The most impressive thing about writer-director David Koepp’s “You Should Have Left” (which is based on the novel by Daniel Kehlmann) is that it is not content with simply offering up an exploration of whether Kevin Bacon’s Theo Conroy’s dark personality will lead him to visit some sort of horror upon his wife, Susanna (Amanda Seyfried), and their daughter, Ella (Avery Essex). It is not even content with taking this idea and grafting a haunted house mystery onto it. No, instead, it takes all that and bundles it together inside an episode of “Doctor Who.” Allons-y!
Even before traveling to Wales with Ella and Susanna, an actress who is about to start shooting in London for eight weeks, Theo is a haunted man. He has nightmares and his meditation tapes don’t seem to ease his mind. We don’t know exactly what haunts him for the first portion of the film, just that he has a huge fear of being recognized and believes that when people do recognize him, he believes they view him with anger and suspicion.
Bacon plays this slow boil beautifully and Koepp hands out just enough morsels to keep the audience invested in the relationship between Theo and Susanna. Theo finds himself closed off from her movie set when he goes to visit, he can only hear her filming a sex scene – did she purposefully let him come to the edge of the set but not onto the set itself on this specific day; does he have reasons to be jealous? We wonder as the couple decide to rent a house as a family getaway.

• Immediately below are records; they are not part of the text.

//! Compile-only tests for the PostgreSQL driver API.
//!
//! These tests verify that key API surfaces compile correctly.
//! They do NOT execute against a database; they only check types and signatures.

#![allow(dead_code)]

use sqlhook::{
    BoxError, Context, Db, DbResult, Facade, FromRow, IsolationLevel, PgConnector,
    RowExt, TransactionOptions, scan_fn,
};
use tokio_postgres::Row;

#[derive(Debug)]
struct Account {
    id: i64,
    owner: String,
    balance: i64,
}

impl FromRow<Row> for Account {
    fn from_row(row: &Row) -> Result<Self, BoxError> {
        Ok(Self {
            id: row.try_get_column("id")?,
            owner: row.try_get_column("owner")?,
            balance: row.try_get_column("balance")?,
        })
    }
}

fn assert_send<T: Send>(_: &T) {}

async fn _connect_and_query_compiles(database_url: &str) -> DbResult<()> {
    let ctx = Context::background();
    let db: Db<tokio_postgres::Client> =
        Db::connect(&ctx, &PgConnector::no_tls(), database_url).await?;

    let mut account: Option<Account> = None;
    db.fetch_one(&ctx, &mut account, "SELECT * FROM accounts WHERE id = $1", &[&1_i64])
        .await?;

    let mut accounts: Vec<Account> = Vec::new();
    db.fetch_many(&ctx, &mut accounts, "SELECT * FROM accounts", &[])
        .await?;

    let mut total = 0_i64;
    db.fetch_many(
        &ctx,
        &mut scan_fn(|row: &Row| {
            total += row.try_get::<_, i64>("balance")?;
            Ok(())
        }),
        "SELECT balance FROM accounts",
        &[],
    )
    .await?;

    let affected: u64 = db
        .execute(&ctx, "DELETE FROM accounts WHERE balance = 0", &[])
        .await?;
    let _ = affected;
    Ok(())
}

async fn _transaction_with_options_compiles(db: &mut Db<tokio_postgres::Client>) -> DbResult<()> {
    let ctx = Context::background().with_timeout(std::time::Duration::from_secs(5));
    let opts = TransactionOptions::new()
        .isolation_level(IsolationLevel::RepeatableRead)
        .read_only(false);

    let tx = db.begin_with(&ctx, &opts).await?;
    tx.execute(&ctx, "UPDATE accounts SET balance = balance - $1 WHERE id = $2", &[&10_i64, &1_i64])
        .await?;
    tx.commit(&ctx).await?;

    let tx = db.begin(&ctx).await?;
    tx.rollback(&ctx).await?;
    Ok(())
}

async fn _futures_are_send(db: &mut Db<tokio_postgres::Client>) {
    let ctx = Context::background();
    let mut accounts: Vec<Account> = Vec::new();
    assert_send(&db.fetch_many(&ctx, &mut accounts, "SELECT * FROM accounts", &[]));
    assert_send(&db.execute(&ctx, "SELECT 1", &[]));
    assert_send(&db.begin(&ctx));
}

async fn _facade_accepts_connection_and_transaction(
    db: &mut Db<tokio_postgres::Client>,
) -> DbResult<()> {
    async fn owners(f: &impl Facade<Row = Row>, ctx: &Context) -> DbResult<Vec<Account>> {
        let mut out = Vec::new();
        f.fetch_many(ctx, &mut out, "SELECT * FROM accounts", &[]).await?;
        Ok(out)
    }

    let ctx = Context::background();
    owners(&*db, &ctx).await?;
    let tx = db.begin(&ctx).await?;
    owners(&tx, &ctx).await?;
    tx.commit(&ctx).await
}

#[cfg(feature = "pool")]
async fn _pooled_client_compiles(pool: &deadpool_postgres::Pool) -> DbResult<()> {
    let client = pool.get().await.map_err(sqlhook::DbError::connection)?;
    let ctx = Context::background();
    let mut db = Db::wrap(&ctx, client, sqlhook::DbConfig::default()).await?;
    let tx = db.begin(&ctx).await?;
    tx.execute(&ctx, "SELECT 1", &[]).await?;
    tx.commit(&ctx).await
}

#[cfg(feature = "tracing")]
fn _tracing_hook_compiles(db: &Db<tokio_postgres::Client>) {
    db.register_hook(
        sqlhook::TracingHook::new()
            .level(tracing::Level::INFO)
            .max_sql_length(120)
            .slow_query_threshold(std::time::Duration::from_millis(250)),
    );
}

#[test]
fn compile_only() {}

It is a lovely house, to be sure, but upon entering, when Theo states that it seems “bigger on the inside,” we’re sure we’re in for it. That phrase is well known in certain sci-fi corners as the one humans use upon entering The Doctor’s TARDIS on “Doctor Who.” They are learning that what seems to be a simple police call box from the outside is in fact a massive ship and while that is not necessarily (no spoilers here) what the audience is about to find out in “You Should Have Left,” it certainly causes one to sit up and take notice. What exactly are the rules here? Just what is it that the next 75 minutes of movie are going to bring?
The answer to that last question is: a wonderfully atmospheric look at one man’s inexorable journey into some terrible places.
“You Should Have Left” splits its time between exploring the relationships in Theo’s life and the layout of the house, and neither is straightforward. Theo’s past is always right there, just around the corner, and even when we’re sure that we know the details that are just beyond our vision, just like with the house, when we get to that next hallway, we don’t necessarily see what we expected.
There is always a question with movies, particularly one with mysterious goings-on and hidden pasts, of just how much the film should lay out about what is taking place, and why, and how things got to this point. Offering no explanation is bad, but offering a full one that makes little sense or is disappointing in some manner may be worse.
Koepp’s film attempts to thread the needle in this area and mostly succeeds. We come to learn the details of Theo’s history—and watching him do his best to explain his past to his young daughter whom he desperately loves is absolutely heartbreaking—but only get general ideas of the house’s story. It is enough to keep us invested in the tale, but never quite shakes the sense that maybe, just maybe, the movie is throwing things in without always having a sense of how they fit together.
In the end, there is so much that we don’t know about the house, that we never learn. And so, we find ourselves back where we were earlier – believing we understand the general contours but in the dark when it comes to details.
Bacon, as noted, anchors the movie in achingly beautiful fashion. He gives us a person who is regularly consumed by rage but desperately wants to not be. He is a man looking for an escape from his past but, like leaving the house, he can never quite make his way out.
Seyfried and Essex are both good as well. Seyfried, like Bacon, portrays someone with a past, some who maybe wants things to be different than they are, someone who is trying to escape from mistakes she’s made.
Watching the interplay between Susanna and Theo gives an emotional, realistic, look at a marriage where both sides just can’t quite see how to fully connect. And the parent-child relationships explored between Susanna and Ella as well as Theo and Ella are just as real. Whatever else may happen in the movie, those moments are never over the top, instead providing real weight to the story, grounding it and making it far better than it could have been.
By the time the credits roll and as much of the mystery is revealed as ever will be, the audience finds themselves contemplating the shape of things: what is the story we have seen, what is the one that comes before it, and what is the one that comes after. I can’t imagine that we’ll ever get those answers and even if not everything in “You Should Have Left” is completely satisfying, there’s more than enough to chew on. Even The Doctor might enjoy digging in to this particular tale.